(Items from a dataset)
• • •

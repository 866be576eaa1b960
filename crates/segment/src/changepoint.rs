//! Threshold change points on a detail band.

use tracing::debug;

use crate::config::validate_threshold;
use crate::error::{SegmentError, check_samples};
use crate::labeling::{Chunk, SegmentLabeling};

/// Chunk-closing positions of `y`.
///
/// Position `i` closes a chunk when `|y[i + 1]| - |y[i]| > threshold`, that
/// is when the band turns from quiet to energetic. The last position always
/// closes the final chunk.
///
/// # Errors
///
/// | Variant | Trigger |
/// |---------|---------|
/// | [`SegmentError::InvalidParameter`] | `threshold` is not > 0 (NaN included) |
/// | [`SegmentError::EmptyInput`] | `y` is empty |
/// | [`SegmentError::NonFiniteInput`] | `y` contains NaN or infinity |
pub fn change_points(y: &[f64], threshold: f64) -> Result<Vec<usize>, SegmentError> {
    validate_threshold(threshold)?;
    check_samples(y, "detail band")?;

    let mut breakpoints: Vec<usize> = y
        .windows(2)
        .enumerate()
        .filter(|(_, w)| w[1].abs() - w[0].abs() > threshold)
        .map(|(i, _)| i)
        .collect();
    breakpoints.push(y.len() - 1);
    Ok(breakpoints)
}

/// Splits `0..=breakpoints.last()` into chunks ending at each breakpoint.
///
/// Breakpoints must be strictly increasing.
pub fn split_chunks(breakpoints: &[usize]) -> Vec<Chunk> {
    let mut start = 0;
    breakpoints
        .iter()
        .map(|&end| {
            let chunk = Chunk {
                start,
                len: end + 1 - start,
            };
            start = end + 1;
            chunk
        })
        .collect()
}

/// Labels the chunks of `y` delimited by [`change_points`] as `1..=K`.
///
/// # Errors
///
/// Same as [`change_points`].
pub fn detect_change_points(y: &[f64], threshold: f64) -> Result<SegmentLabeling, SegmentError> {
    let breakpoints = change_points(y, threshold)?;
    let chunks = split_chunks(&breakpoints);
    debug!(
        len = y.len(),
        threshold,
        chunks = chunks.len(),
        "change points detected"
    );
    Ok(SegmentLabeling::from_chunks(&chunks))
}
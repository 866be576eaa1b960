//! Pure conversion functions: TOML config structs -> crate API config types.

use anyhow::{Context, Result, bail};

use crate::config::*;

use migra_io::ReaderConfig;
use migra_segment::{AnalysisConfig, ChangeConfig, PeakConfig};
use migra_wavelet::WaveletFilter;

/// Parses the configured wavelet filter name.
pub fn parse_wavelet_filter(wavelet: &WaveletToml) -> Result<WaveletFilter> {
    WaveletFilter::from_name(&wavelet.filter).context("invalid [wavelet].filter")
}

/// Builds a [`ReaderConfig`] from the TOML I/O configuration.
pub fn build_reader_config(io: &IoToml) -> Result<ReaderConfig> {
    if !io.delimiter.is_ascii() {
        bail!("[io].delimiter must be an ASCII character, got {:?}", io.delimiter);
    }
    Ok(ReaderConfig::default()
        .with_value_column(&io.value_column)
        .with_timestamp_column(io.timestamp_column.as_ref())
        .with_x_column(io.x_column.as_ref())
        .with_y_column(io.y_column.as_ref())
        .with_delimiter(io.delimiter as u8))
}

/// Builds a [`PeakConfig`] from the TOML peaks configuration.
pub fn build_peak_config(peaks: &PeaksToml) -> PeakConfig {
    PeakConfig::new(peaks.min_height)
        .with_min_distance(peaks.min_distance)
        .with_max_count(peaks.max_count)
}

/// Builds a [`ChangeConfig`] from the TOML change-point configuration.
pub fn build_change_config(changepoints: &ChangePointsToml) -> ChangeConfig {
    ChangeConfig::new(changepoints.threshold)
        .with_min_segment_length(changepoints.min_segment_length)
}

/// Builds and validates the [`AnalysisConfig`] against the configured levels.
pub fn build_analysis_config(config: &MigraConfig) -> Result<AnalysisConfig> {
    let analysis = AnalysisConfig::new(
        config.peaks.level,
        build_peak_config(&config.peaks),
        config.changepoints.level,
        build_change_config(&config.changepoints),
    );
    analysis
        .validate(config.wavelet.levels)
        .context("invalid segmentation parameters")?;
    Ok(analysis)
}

• • •

§ **Task brief**:
Working through the entries above, copy every line in which "closes" is found.

§ **Output**:
/// Position `i` closes a chunk when `|y[i + 1]| - |y[i]| > threshold`, that
/// closes the final chunk.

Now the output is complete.